*** EXTRACTED INFORMATION Section Begins ***

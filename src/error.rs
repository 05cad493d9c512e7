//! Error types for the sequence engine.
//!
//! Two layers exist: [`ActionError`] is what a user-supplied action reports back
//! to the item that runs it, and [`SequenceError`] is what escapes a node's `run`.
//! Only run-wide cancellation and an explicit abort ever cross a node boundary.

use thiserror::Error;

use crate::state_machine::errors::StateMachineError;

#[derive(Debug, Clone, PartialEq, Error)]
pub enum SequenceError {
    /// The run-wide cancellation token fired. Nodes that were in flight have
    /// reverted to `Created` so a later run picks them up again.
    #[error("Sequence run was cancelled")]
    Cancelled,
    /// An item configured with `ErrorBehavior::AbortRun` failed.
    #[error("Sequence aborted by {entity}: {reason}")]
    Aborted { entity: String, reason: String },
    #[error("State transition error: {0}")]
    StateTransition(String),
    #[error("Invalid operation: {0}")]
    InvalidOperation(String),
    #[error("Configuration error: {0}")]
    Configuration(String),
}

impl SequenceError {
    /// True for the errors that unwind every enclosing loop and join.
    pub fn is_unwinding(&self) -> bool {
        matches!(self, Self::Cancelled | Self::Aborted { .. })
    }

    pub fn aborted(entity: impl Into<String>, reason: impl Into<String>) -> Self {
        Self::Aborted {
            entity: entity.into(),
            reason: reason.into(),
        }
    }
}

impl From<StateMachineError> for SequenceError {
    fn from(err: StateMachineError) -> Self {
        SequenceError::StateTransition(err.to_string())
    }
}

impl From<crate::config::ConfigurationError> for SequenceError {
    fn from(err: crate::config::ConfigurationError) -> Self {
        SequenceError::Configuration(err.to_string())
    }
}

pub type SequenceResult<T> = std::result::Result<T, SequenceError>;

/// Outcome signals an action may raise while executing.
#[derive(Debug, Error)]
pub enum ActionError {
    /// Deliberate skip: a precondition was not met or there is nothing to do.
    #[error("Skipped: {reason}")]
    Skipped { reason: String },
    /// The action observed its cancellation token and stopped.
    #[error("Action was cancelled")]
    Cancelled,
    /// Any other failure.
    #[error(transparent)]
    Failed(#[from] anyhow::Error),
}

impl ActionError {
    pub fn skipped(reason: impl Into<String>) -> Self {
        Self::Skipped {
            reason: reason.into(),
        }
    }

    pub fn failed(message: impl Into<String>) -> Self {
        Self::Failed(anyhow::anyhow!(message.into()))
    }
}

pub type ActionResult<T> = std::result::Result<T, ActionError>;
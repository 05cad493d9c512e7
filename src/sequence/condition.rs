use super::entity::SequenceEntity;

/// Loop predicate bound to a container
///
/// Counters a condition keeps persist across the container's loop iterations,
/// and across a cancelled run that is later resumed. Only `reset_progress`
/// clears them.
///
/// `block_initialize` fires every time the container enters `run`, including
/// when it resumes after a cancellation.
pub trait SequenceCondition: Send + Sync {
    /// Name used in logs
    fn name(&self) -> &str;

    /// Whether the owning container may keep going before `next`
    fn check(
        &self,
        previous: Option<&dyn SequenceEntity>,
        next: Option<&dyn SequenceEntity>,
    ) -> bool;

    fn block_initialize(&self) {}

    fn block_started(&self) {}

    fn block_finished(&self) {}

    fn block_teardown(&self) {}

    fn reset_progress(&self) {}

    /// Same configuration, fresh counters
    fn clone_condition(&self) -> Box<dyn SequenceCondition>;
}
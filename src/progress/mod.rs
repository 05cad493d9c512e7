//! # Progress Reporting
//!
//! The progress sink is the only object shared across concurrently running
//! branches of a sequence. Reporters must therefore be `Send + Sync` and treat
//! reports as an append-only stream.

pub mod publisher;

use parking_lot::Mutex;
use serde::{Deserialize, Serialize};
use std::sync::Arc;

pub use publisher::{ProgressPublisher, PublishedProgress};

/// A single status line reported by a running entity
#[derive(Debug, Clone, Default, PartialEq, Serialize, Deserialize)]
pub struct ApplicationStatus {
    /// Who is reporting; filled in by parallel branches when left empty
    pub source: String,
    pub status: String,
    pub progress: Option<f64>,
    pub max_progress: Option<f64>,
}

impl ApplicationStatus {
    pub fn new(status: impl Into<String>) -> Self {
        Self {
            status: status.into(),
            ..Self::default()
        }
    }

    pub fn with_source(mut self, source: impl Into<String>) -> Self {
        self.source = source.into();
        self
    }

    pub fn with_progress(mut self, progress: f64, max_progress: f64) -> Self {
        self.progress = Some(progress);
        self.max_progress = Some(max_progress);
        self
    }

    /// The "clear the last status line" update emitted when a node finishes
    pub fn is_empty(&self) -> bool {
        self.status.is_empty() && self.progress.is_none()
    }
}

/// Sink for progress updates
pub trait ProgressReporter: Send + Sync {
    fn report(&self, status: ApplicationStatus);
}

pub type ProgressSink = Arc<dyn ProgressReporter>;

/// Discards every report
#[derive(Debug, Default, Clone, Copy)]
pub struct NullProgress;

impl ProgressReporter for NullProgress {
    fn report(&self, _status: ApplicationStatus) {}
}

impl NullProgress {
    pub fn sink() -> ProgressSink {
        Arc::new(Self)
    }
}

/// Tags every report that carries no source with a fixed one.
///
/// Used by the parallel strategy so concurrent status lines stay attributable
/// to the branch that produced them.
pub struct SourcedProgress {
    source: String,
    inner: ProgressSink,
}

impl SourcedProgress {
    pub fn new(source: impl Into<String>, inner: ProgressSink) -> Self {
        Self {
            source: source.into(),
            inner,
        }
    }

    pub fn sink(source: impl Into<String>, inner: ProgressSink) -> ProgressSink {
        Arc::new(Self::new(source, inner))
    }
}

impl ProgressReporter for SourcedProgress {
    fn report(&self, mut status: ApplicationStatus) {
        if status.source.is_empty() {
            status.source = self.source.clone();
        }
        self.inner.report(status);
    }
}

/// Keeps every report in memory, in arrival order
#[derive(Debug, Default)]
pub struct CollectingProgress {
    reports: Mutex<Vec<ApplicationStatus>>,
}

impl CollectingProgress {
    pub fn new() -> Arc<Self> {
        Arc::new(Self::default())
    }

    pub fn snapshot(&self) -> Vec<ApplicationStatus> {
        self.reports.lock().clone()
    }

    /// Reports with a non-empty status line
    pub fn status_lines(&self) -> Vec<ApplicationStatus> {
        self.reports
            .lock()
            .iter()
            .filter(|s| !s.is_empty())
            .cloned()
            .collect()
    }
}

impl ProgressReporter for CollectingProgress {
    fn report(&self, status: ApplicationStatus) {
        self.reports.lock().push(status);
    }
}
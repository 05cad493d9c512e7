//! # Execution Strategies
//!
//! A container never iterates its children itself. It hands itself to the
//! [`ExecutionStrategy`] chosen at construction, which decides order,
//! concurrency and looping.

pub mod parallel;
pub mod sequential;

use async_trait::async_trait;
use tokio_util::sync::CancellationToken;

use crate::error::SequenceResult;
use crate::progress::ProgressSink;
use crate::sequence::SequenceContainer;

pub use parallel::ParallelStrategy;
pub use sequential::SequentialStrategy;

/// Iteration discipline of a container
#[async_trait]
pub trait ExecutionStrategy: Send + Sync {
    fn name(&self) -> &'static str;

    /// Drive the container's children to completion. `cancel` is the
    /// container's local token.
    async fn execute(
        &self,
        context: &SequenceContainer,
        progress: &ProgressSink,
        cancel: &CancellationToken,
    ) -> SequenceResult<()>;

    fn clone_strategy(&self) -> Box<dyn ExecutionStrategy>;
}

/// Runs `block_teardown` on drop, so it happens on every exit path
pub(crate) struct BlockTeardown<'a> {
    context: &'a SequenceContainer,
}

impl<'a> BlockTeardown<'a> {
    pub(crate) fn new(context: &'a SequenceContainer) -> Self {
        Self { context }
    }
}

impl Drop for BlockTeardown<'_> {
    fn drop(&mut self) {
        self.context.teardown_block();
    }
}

*** EXTRACTED INFORMATION Section Ends ***

EXERCISE BRIEF: Output all of the records above unchanged.

RESPONSE TO THIS TASK:
filename src/error.rs
repository 05cad493d9c512e7
//! Error types for the sequence engine.
//!
//! Two layers exist: [`ActionError`] is what a user-supplied action reports back
//! to the item that runs it, and [`SequenceError`] is what escapes a node's `run`.
//! Only run-wide cancellation and an explicit abort ever cross a node boundary.

use thiserror::Error;

use crate::state_machine::errors::StateMachineError;

#[derive(Debug, Clone, PartialEq, Error)]
pub enum SequenceError {
    /// The run-wide cancellation token fired. Nodes that were in flight have
    /// reverted to `Created` so a later run picks them up again.
    #[error("Sequence run was cancelled")]
    Cancelled,
    /// An item configured with `ErrorBehavior::AbortRun` failed.
    #[error("Sequence aborted by {entity}: {reason}")]
    Aborted { entity: String, reason: String },
    #[error("State transition error: {0}")]
    StateTransition(String),
    #[error("Invalid operation: {0}")]
    InvalidOperation(String),
    #[error("Configuration error: {0}")]
    Configuration(String),
}

impl SequenceError {
    /// True for the errors that unwind every enclosing loop and join.
    pub fn is_unwinding(&self) -> bool {
        matches!(self, Self::Cancelled | Self::Aborted { .. })
    }

    pub fn aborted(entity: impl Into<String>, reason: impl Into<String>) -> Self {
        Self::Aborted {
            entity: entity.into(),
            reason: reason.into(),
        }
    }
}

impl From<StateMachineError> for SequenceError {
    fn from(err: StateMachineError) -> Self {
        SequenceError::StateTransition(err.to_string())
    }
}

impl From<crate::config::ConfigurationError> for SequenceError {
    fn from(err: crate::config::ConfigurationError) -> Self {
        SequenceError::Configuration(err.to_string())
    }
}

pub type SequenceResult<T> = std::result::Result<T, SequenceError>;

/// Outcome signals an action may raise while executing.
#[derive(Debug, Error)]
pub enum ActionError {
    /// Deliberate skip: a precondition was not met or there is nothing to do.
    #[error("Skipped: {reason}")]
    Skipped { reason: String },
    /// The action observed its cancellation token and stopped.
    #[error("Action was cancelled")]
    Cancelled,
    /// Any other failure.
    #[error(transparent)]
    Failed(#[from] anyhow::Error),
}

impl ActionError {
    pub fn skipped(reason: impl Into<String>) -> Self {
        Self::Skipped {
            reason: reason.into(),
        }
    }

    pub fn failed(message: impl Into<String>) -> Self {
        Self::Failed(anyhow::anyhow!(message.into()))
    }
}

pub type ActionResult<T> = std::result::Result<T, ActionError>;
repository 05cad493d9c512e7
filename src/sequence/condition.rs
use super::entity::SequenceEntity;

/// Loop predicate bound to a container
///
/// Counters a condition keeps persist across the container's loop iterations,
/// and across a cancelled run that is later resumed. Only `reset_progress`
/// clears them.
///
/// `block_initialize` fires every time the container enters `run`, including
/// when it resumes after a cancellation.
pub trait SequenceCondition: Send + Sync {
    /// Name used in logs
    fn name(&self) -> &str;

    /// Whether the owning container may keep going before `next`
    fn check(
        &self,
        previous: Option<&dyn SequenceEntity>,
        next: Option<&dyn SequenceEntity>,
    ) -> bool;

    fn block_initialize(&self) {}

    fn block_started(&self) {}

    fn block_finished(&self) {}

    fn block_teardown(&self) {}

    fn reset_progress(&self) {}

    /// Same configuration, fresh counters
    fn clone_condition(&self) -> Box<dyn SequenceCondition>;
}
filename src/progress/mod.rs
repository 05cad493d9c512e7
//! # Progress Reporting
//!
//! The progress sink is the only object shared across concurrently running
//! branches of a sequence. Reporters must therefore be `Send + Sync` and treat
//! reports as an append-only stream.

pub mod publisher;

use parking_lot::Mutex;
use serde::{Deserialize, Serialize};
use std::sync::Arc;

pub use publisher::{ProgressPublisher, PublishedProgress};

/// A single status line reported by a running entity
#[derive(Debug, Clone, Default, PartialEq, Serialize, Deserialize)]
pub struct ApplicationStatus {
    /// Who is reporting; filled in by parallel branches when left empty
    pub source: String,
    pub status: String,
    pub progress: Option<f64>,
    pub max_progress: Option<f64>,
}

impl ApplicationStatus {
    pub fn new(status: impl Into<String>) -> Self {
        Self {
            status: status.into(),
            ..Self::default()
        }
    }

    pub fn with_source(mut self, source: impl Into<String>) -> Self {
        self.source = source.into();
        self
    }

    pub fn with_progress(mut self, progress: f64, max_progress: f64) -> Self {
        self.progress = Some(progress);
        self.max_progress = Some(max_progress);
        self
    }

    /// The "clear the last status line" update emitted when a node finishes
    pub fn is_empty(&self) -> bool {
        self.status.is_empty() && self.progress.is_none()
    }
}

/// Sink for progress updates
pub trait ProgressReporter: Send + Sync {
    fn report(&self, status: ApplicationStatus);
}

pub type ProgressSink = Arc<dyn ProgressReporter>;

/// Discards every report
#[derive(Debug, Default, Clone, Copy)]
pub struct NullProgress;

impl ProgressReporter for NullProgress {
    fn report(&self, _status: ApplicationStatus) {}
}

impl NullProgress {
    pub fn sink() -> ProgressSink {
        Arc::new(Self)
    }
}

/// Tags every report that carries no source with a fixed one.
///
/// Used by the parallel strategy so concurrent status lines stay attributable
/// to the branch that produced them.
pub struct SourcedProgress {
    source: String,
    inner: ProgressSink,
}

impl SourcedProgress {
    pub fn new(source: impl Into<String>, inner: ProgressSink) -> Self {
        Self {
            source: source.into(),
            inner,
        }
    }

    pub fn sink(source: impl Into<String>, inner: ProgressSink) -> ProgressSink {
        Arc::new(Self::new(source, inner))
    }
}

impl ProgressReporter for SourcedProgress {
    fn report(&self, mut status: ApplicationStatus) {
        if status.source.is_empty() {
            status.source = self.source.clone();
        }
        self.inner.report(status);
    }
}

/// Keeps every report in memory, in arrival order
#[derive(Debug, Default)]
pub struct CollectingProgress {
    reports: Mutex<Vec<ApplicationStatus>>,
}

impl CollectingProgress {
    pub fn new() -> Arc<Self> {
        Arc::new(Self::default())
    }

    pub fn snapshot(&self) -> Vec<ApplicationStatus> {
        self.reports.lock().clone()
    }

    /// Reports with a non-empty status line
    pub fn status_lines(&self) -> Vec<ApplicationStatus> {
        self.reports
            .lock()
            .iter()
            .filter(|s| !s.is_empty())
            .cloned()
            .collect()
    }
}

impl ProgressReporter for CollectingProgress {
    fn report(&self, status: ApplicationStatus) {
        self.reports.lock().push(status);
    }
}
repository 05cad493d9c512e7
//! # Execution Strategies
//!
//! A container never iterates its children itself. It hands itself to the
//! [`ExecutionStrategy`] chosen at construction, which decides order,
//! concurrency and looping.

pub mod parallel;
pub mod sequential;

use async_trait::async_trait;
use tokio_util::sync::CancellationToken;

use crate::error::SequenceResult;
use crate::progress::ProgressSink;
use crate::sequence::SequenceContainer;

pub use parallel::ParallelStrategy;
pub use sequential::SequentialStrategy;

/// Iteration discipline of a container
#[async_trait]
pub trait ExecutionStrategy: Send + Sync {
    fn name(&self) -> &'static str;

    /// Drive the container's children to completion. `cancel` is the
    /// container's local token.
    async fn execute(
        &self,
        context: &SequenceContainer,
        progress: &ProgressSink,
        cancel: &CancellationToken,
    ) -> SequenceResult<()>;

    fn clone_strategy(&self) -> Box<dyn ExecutionStrategy>;
}

/// Runs `block_teardown` on drop, so it happens on every exit path
pub(crate) struct BlockTeardown<'a> {
    context: &'a SequenceContainer,
}

impl<'a> BlockTeardown<'a> {
    pub(crate) fn new(context: &'a SequenceContainer) -> Self {
        Self { context }
    }
}

impl Drop for BlockTeardown<'_> {
    fn drop(&mut self) {
        self.context.teardown_block();
    }
}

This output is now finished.